Every year my wife receives a new 1000-piece jigsaw puzzle for Christmas. It has long been a tradition in her family. After Christmas day is over, she opens the box and spreads the pieces out on the dining room table. Over the next several days, she gradually pieces it together, with me offering occasional assistance.

When you open the box of such a jigsaw, it can seem very daunting, looking at so many small pieces. The picture on the box may be a beautiful scene. But the open box full of 1000 small jumbled pieces gives no impression of the picture as a whole. Motivation is important with such a jigsaw. Something must make you want to spend hours piecing all those small pieces together. Admittedly there are some years when the Christmas puzzle is abandoned before completion, and ends up back in its box, gathering dust on a shelf. Next Christmas approaches, and last year's puzzle is given to the charity shop, having never been fully solved.

The Christmas jigsaw reminds me of the end time puzzle. As we look at the new heaven and new earth at the end of the bible in Revelation 21-22, we see a glorious scene, a fantastic ending to the history of this world as we know it. In another sense, it is an incomplete picture. If we want to understand how it comes about and the circumstances that precede it, we have to trawl through the bible to find all the prophetic pieces and then try to piece them together. Even then, doing so raises many questions that scholars have debated over for millennia. It is easy to see why most Christians abandon the task, and it is left on the shelf like the Christmas puzzle. Instead, we satisfy ourselves with a superficial understanding of future events, and that it will somehow all pan out correctly in the end.
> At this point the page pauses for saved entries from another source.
//! Reassembly of frames from arbitrarily split socket reads.
//!
//! The buffer alternates between two phases: collecting the 16 header bytes,
//! then collecting `payload_length` payload bytes. A header is validated the
//! moment its last byte arrives, so a foreign magic number or an oversized
//! length is reported before any payload is read.
//!
//! Frames that completed ahead of a broken header in the same read are still
//! returned. The fault is then held back and reported by
//! [`FrameBuffer::take_fault`] or the next `push`.
//!
//! ```
//! use chatwire::protocol::{build_frame, FrameBuffer, Header};
//!
//! let bytes = build_frame(&Header::new(1, 2, 0, 2), b"hi");
//! let mut buffer = FrameBuffer::new();
//!
//! assert!(buffer.push(&bytes[..7]).unwrap().is_empty());
//! let frames = buffer.push(&bytes[7..]).unwrap();
//! assert_eq!(frames.len(), 1);
//! ```

use bytes::{Buf, BytesMut};

use super::wire_format::{Header, DEFAULT_MAX_PAYLOAD_SIZE, HEADER_SIZE};
use super::Frame;
use crate::error::{ChatwireError, Result};

/// Per-connection accumulation buffer.
///
/// Once a fault is reported the stream is out of sync; the connection must
/// be dropped together with its buffer.
#[derive(Debug)]
pub struct FrameBuffer {
    bytes: BytesMut,
    /// Header whose payload is still incomplete.
    awaiting: Option<Header>,
    /// Protocol fault found behind frames already handed out.
    fault: Option<ChatwireError>,
    max_payload_size: u32,
}

impl FrameBuffer {
    /// Buffer accepting payloads up to 8 MiB.
    pub fn new() -> Self {
        Self::with_max_payload(DEFAULT_MAX_PAYLOAD_SIZE)
    }

    /// Buffer rejecting headers that announce more than `max_payload_size`.
    pub fn with_max_payload(max_payload_size: u32) -> Self {
        Self {
            bytes: BytesMut::with_capacity(8 * 1024),
            awaiting: None,
            fault: None,
            max_payload_size,
        }
    }

    /// Append `data` and drain every frame it completes.
    ///
    /// Leftover bytes stay buffered for the next call. When a broken header
    /// follows complete frames, those frames are returned and the fault is
    /// kept for [`FrameBuffer::take_fault`].
    ///
    /// # Errors
    ///
    /// `BadMagic`, `UnsupportedVersion` or `PayloadTooLarge` for a header
    /// that breaks the protocol, once no complete frame precedes it.
    pub fn push(&mut self, data: &[u8]) -> Result<Vec<Frame>> {
        if let Some(fault) = self.fault.take() {
            return Err(fault);
        }
        self.bytes.extend_from_slice(data);

        let mut frames = Vec::new();
        if let Err(fault) = self.drain_into(&mut frames) {
            if frames.is_empty() {
                return Err(fault);
            }
            self.fault = Some(fault);
        }
        Ok(frames)
    }

    /// Fault held back by the last `push`, if any.
    ///
    /// Readers check this after dispatching the frames `push` returned.
    pub fn take_fault(&mut self) -> Option<ChatwireError> {
        self.fault.take()
    }

    fn drain_into(&mut self, frames: &mut Vec<Frame>) -> Result<()> {
        loop {
            let header = match self.awaiting.take() {
                Some(header) => header,
                None => match Header::decode(&self.bytes)? {
                    Some(header) => {
                        header.validate(self.max_payload_size)?;
                        self.bytes.advance(HEADER_SIZE);
                        header
                    }
                    None => return Ok(()),
                },
            };

            let len = header.payload_length as usize;
            if self.bytes.len() < len {
                self.awaiting = Some(header);
                return Ok(());
            }
            frames.push(Frame::new(header, self.bytes.split_to(len).freeze()));
        }
    }

    /// Bytes held that do not yet form a frame.
    pub fn len(&self) -> usize {
        self.bytes.len()
    }

    pub fn is_empty(&self) -> bool {
        self.bytes.is_empty()
    }

    #[cfg(test)]
    fn mid_payload(&self) -> bool {
        self.awaiting.is_some()
    }
}

impl Default for FrameBuffer {
    fn default() -> Self {
        Self::new()
    }
}
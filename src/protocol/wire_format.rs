//! The fixed 16-byte frame header.
//!
//! ```text
//! offset  0      4    5      6     7         11    12          16
//!         +------+----+------+-----+---------+-----+-----------+---------
//!         |magic |ver |serial|kind | call id | pad | length    | payload
//!         |01020304   |      |     | i32 BE  | FF  | u32 BE    |
//!         +------+----+------+-----+---------+-----+-----------+---------
//! ```

use bytes::{Buf, BufMut};

use crate::error::{ChatwireError, Result};

/// Bytes before every payload.
pub const HEADER_SIZE: usize = 16;

/// Opens every frame; anything else means the peer does not speak chatwire.
pub const MAGIC: [u8; 4] = [1, 2, 3, 4];

pub const PROTOCOL_VERSION: u8 = 1;

/// Alignment byte after the call id. Written, never checked.
pub const PAD_BYTE: u8 = 0xFF;

/// Payload cap used unless configured otherwise (8 MiB).
pub const DEFAULT_MAX_PAYLOAD_SIZE: u32 = 8 * 1024 * 1024;

/// Lengths above `i32::MAX` are refused whatever the configured cap.
pub const ABSOLUTE_MAX_PAYLOAD_SIZE: u32 = i32::MAX as u32;

/// Call id carried by frames outside an RPC exchange.
pub const NO_CALL_ID: i32 = 0;

/// Decoded header fields, magic and pad excluded.
#[derive(Debug, Clone, Copy, PartialEq, Eq)]
pub struct Header {
    pub version: u8,
    /// Serializer id, see [`crate::codec::SerializerKind`].
    pub serializer: u8,
    /// Message kind tag, see [`crate::message::MessageKind`].
    pub kind: u8,
    pub call_id: i32,
    pub payload_length: u32,
}

impl Header {
    /// Header for the current protocol version.
    pub fn new(serializer: u8, kind: u8, call_id: i32, payload_length: u32) -> Self {
        Self {
            version: PROTOCOL_VERSION,
            serializer,
            kind,
            call_id,
            payload_length,
        }
    }

    /// ```
    /// use chatwire::protocol::Header;
    ///
    /// let bytes = Header::new(1, 2, 42, 100).encode();
    /// assert_eq!(&bytes[..4], &[1, 2, 3, 4]);
    /// assert_eq!(&bytes[7..11], &42i32.to_be_bytes());
    /// ```
    pub fn encode(&self) -> [u8; HEADER_SIZE] {
        let mut out = [0u8; HEADER_SIZE];
        let mut cursor = &mut out[..];
        cursor.put_slice(&MAGIC);
        cursor.put_u8(self.version);
        cursor.put_u8(self.serializer);
        cursor.put_u8(self.kind);
        cursor.put_i32(self.call_id);
        cursor.put_u8(PAD_BYTE);
        cursor.put_u32(self.payload_length);
        out
    }

    /// Parse the first 16 bytes of `buf`.
    ///
    /// `Ok(None)` while fewer than 16 bytes are available. A wrong magic
    /// number fails immediately with `BadMagic`; other fields are checked by
    /// [`Header::validate`].
    pub fn decode(buf: &[u8]) -> Result<Option<Self>> {
        if buf.len() < HEADER_SIZE {
            return Ok(None);
        }
        let mut cursor = &buf[..HEADER_SIZE];

        let mut magic = [0u8; 4];
        cursor.copy_to_slice(&mut magic);
        if magic != MAGIC {
            return Err(ChatwireError::BadMagic(magic));
        }

        let version = cursor.get_u8();
        let serializer = cursor.get_u8();
        let kind = cursor.get_u8();
        let call_id = cursor.get_i32();
        let _pad = cursor.get_u8();
        let payload_length = cursor.get_u32();

        Ok(Some(Self {
            version,
            serializer,
            kind,
            call_id,
            payload_length,
        }))
    }

    /// Reject foreign versions and lengths above `max_payload_size`.
    pub fn validate(&self, max_payload_size: u32) -> Result<()> {
        if self.version != PROTOCOL_VERSION {
            return Err(ChatwireError::UnsupportedVersion(self.version));
        }
        let max = max_payload_size.min(ABSOLUTE_MAX_PAYLOAD_SIZE);
        if self.payload_length > max {
            return Err(ChatwireError::PayloadTooLarge {
                size: self.payload_length,
                max,
            });
        }
        Ok(())
    }
}

#[cfg(test)]
mod tests {
    use super::*;

    #[test]
    fn test_field_offsets() {
        let bytes = Header::new(1, 0x0C, 0x04050607, 0x08090A0B).encode();

        assert_eq!(
            bytes,
            [1, 2, 3, 4, 1, 1, 0x0C, 4, 5, 6, 7, 0xFF, 8, 9, 0x0A, 0x0B]
        );
    }

    #[test]
    fn test_decode_reads_back_encode() {
        let header = Header::new(0, 102, -7, 100);
        assert_eq!(Header::decode(&header.encode()).unwrap(), Some(header));
    }

    #[test]
    fn test_short_buffer_waits() {
        let bytes = Header::new(0, 14, 0, 0).encode();
        assert_eq!(Header::decode(&bytes[..HEADER_SIZE - 1]).unwrap(), None);
    }

    #[test]
    fn test_bad_magic() {
        let mut bytes = Header::new(0, 0, 0, 0).encode();
        bytes[0] = 0xAA;
        assert!(matches!(
            Header::decode(&bytes),
            Err(ChatwireError::BadMagic([0xAA, 2, 3, 4]))
        ));
    }

    #[test]
    fn test_pad_byte_ignored() {
        let mut bytes = Header::new(0, 14, 0, 0).encode();
        bytes[11] = 0;
        assert!(Header::decode(&bytes).unwrap().is_some());
    }

    #[test]
    fn test_validate() {
        assert!(Header::new(0, 0, 1, 100).validate(100).is_ok());
        assert!(matches!(
            Header::new(0, 0, 1, 101).validate(100),
            Err(ChatwireError::PayloadTooLarge { size: 101, max: 100 })
        ));

        let mut header = Header::new(0, 0, 0, 0);
        header.version = 9;
        assert!(matches!(
            header.validate(DEFAULT_MAX_PAYLOAD_SIZE),
            Err(ChatwireError::UnsupportedVersion(9))
        ));
    }

    #[test]
    fn test_absolute_ceiling_applies_to_any_cap() {
        let header = Header::new(0, 0, 0, ABSOLUTE_MAX_PAYLOAD_SIZE + 1);
        assert!(matches!(
            header.validate(u32::MAX),
            Err(ChatwireError::PayloadTooLarge { max, .. }) if max == ABSOLUTE_MAX_PAYLOAD_SIZE
        ));
    }
}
But there are some years when we do complete the Christmas puzzle. As well as time and motivation, such a puzzle requires strategy. Firstly, you might spread the pieces out on a large table and turn them all face up. You need to be able to see each one, not just piles of pieces. Secondly, you need to start sorting the pieces into groups. The most important group is that of all the edge pieces. If you can complete the outer frame using the edge pieces, the rest of the jigsaw then fits within this framework. After the edge pieces, you might group pieces with similar colours, and then piece together clusters that fit somewhere within the outer framework. Thirdly, you refer frequently to the picture on the box. It is there as your guide, giving you an overview of the whole picture. Fourthly, you engage in a process of trial-and-error. You must be ready to try pieces in different positions, with different orientations. Some pieces may, for a time, seem to fit in one place, but later you realise they perhaps fit elsewhere. You must be prepared to admit that some of your earlier assumptions were wrong and to make changes. It can be frustrating to admit that a piece you thought you had placed correctly is actually wrong. But be prepared to move it.
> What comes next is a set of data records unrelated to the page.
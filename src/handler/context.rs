//! Connection context for handlers.
//!
//! Provides everything a handler may touch while processing one message:
//! - `respond` - send a message back on the connection it arrived on
//! - `send_to` - forward a message to another connection
//! - the shared session registry, user store and service table
//!
//! # Example
//!
//! ```ignore
//! async fn echo(message: Message, ctx: ConnectionContext) -> HandlerResult {
//!     ctx.respond(&message).await
//! }
//! ```

use std::sync::Arc;

use crate::error::Result;
use crate::message::Message;
use crate::rpc::ServiceTable;
use crate::session::{ConnectionHandle, ConnectionId, SessionRegistry};
use crate::user_store::UserStore;

/// Context passed to message handlers.
///
/// `ConnectionContext` is `Clone`; all shared state sits behind `Arc`s and
/// writes go through the connection's writer task.
#[derive(Clone)]
pub struct ConnectionContext {
    connection: ConnectionHandle,
    registry: Arc<SessionRegistry>,
    users: Arc<dyn UserStore>,
    services: Arc<ServiceTable>,
}

impl ConnectionContext {
    /// Context for one accepted connection.
    pub fn new(
        connection: ConnectionHandle,
        registry: Arc<SessionRegistry>,
        users: Arc<dyn UserStore>,
        services: Arc<ServiceTable>,
    ) -> Self {
        Self {
            connection,
            registry,
            users,
            services,
        }
    }

    /// The connection the message arrived on.
    #[inline]
    pub fn connection(&self) -> &ConnectionHandle {
        &self.connection
    }

    #[inline]
    pub fn connection_id(&self) -> ConnectionId {
        self.connection.id()
    }

    /// Shared sessions and groups.
    #[inline]
    pub fn registry(&self) -> &SessionRegistry {
        &self.registry
    }

    /// Credential store used by login.
    #[inline]
    pub fn users(&self) -> &dyn UserStore {
        self.users.as_ref()
    }

    /// RPC services this server exposes.
    #[inline]
    pub fn services(&self) -> &ServiceTable {
        &self.services
    }

    /// Identity currently bound to this connection, if logged in.
    pub fn identity(&self) -> Option<String> {
        self.registry.identity_of(self.connection.id())
    }

    /// Send a message back to the peer of this connection.
    pub async fn respond(&self, message: &Message) -> Result<()> {
        self.connection.send(message).await
    }

    /// Send a message to another connection.
    pub async fn send_to(&self, target: &ConnectionHandle, message: &Message) -> Result<()> {
        target.send(message).await
    }
}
Let's now look at how these relate to biblical prophecy. The first strategy point is to lay the pieces out so you can see each piece clearly. The bible contains 1189 chapters, but most of its information about the future is contained in about 150 chapters. In addition, about another 100 chapters contain information where it is debatable whether they describe future events or events in the past. When you consider all these chapters, and the many verses within them, you find you have a lot of pieces. It is certainly not the kind of puzzle you can solve in just a few days after Christmas!
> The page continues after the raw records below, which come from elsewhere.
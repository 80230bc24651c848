//! JSON codec using `serde_json` (serializer id 1, the text form).

use crate::error::Result;

/// JSON codec for structured data.
pub struct JsonCodec;

impl JsonCodec {
    /// Encode a value to JSON bytes.
    #[inline]
    pub fn encode<T: serde::Serialize>(value: &T) -> Result<Vec<u8>> {
        Ok(serde_json::to_vec(value)?)
    }

    /// Decode JSON bytes to a value. Trailing garbage is an error.
    #[inline]
    pub fn decode<T: serde::de::DeserializeOwned>(bytes: &[u8]) -> Result<T> {
        Ok(serde_json::from_slice(bytes)?)
    }
}

#[cfg(test)]
mod tests {
    use super::*;
    use serde::{Deserialize, Serialize};

    #[derive(Serialize, Deserialize, PartialEq, Debug)]
    struct Chat {
        from: String,
        to: String,
        content: String,
    }

    #[test]
    fn test_encode_is_plain_json() {
        let chat = Chat {
            from: "a".to_string(),
            to: "b".to_string(),
            content: "hi".to_string(),
        };
        let encoded = JsonCodec::encode(&chat).unwrap();
        assert_eq!(
            std::str::from_utf8(&encoded).unwrap(),
            r#"{"from":"a","to":"b","content":"hi"}"#
        );
    }

    #[test]
    fn test_decode_missing_field_fails() {
        let result: Result<Chat> = JsonCodec::decode(br#"{"from":"a"}"#);
        assert!(result.is_err());
    }

    #[test]
    fn test_decode_trailing_garbage_fails() {
        let result: Result<Chat> =
            JsonCodec::decode(br#"{"from":"a","to":"b","content":"c"} x"#);
        assert!(result.is_err());
    }
}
When I was considering Jesus' illustration of the weather forecast, I spoke about mathematics and trying to solve unknowns in many variables. With the end time puzzle, we need to work out what the variables are before we can hope to solve them. I said that in mathematics, if you have more variables than distinct equations, you have to take educated guesses about some variables before you can hope to solve the rest. But doing so involves making assumptions, and means that your resulting solution is not necessarily the only possible one. So it is with the end time puzzle. Different scholars make different assumptions about some of the variables, and come to different conclusions. That does not mean they are not godly Christians, or lack commitment to the integrity of scripture. Neither does it mean that we should give up, or avoid making our own assumptions or seeking our own conclusions. But it does mean that we need humility, and that we should respect Christians with opinions different to our own. Perhaps they have some of the pieces that we are missing. And vice verse, perhaps we have some of the pieces that they are missing.

Imagine that rather than working alone, trying to solve the Christmas puzzle on your dining room table, you are instead in a large hall with many tables. Each table has the same Christmas puzzle, and a group of people trying to solve it together. If it were a competition to see which team could be the first to solve the Christmas puzzle, then it would be cheating to wander around the hall and see what progress others had made. The end time puzzle is a bit like that. In its history the Church has had many different groups of people trying to solve it. But it is not a competition, and it is not cheating to consider the progress others have made.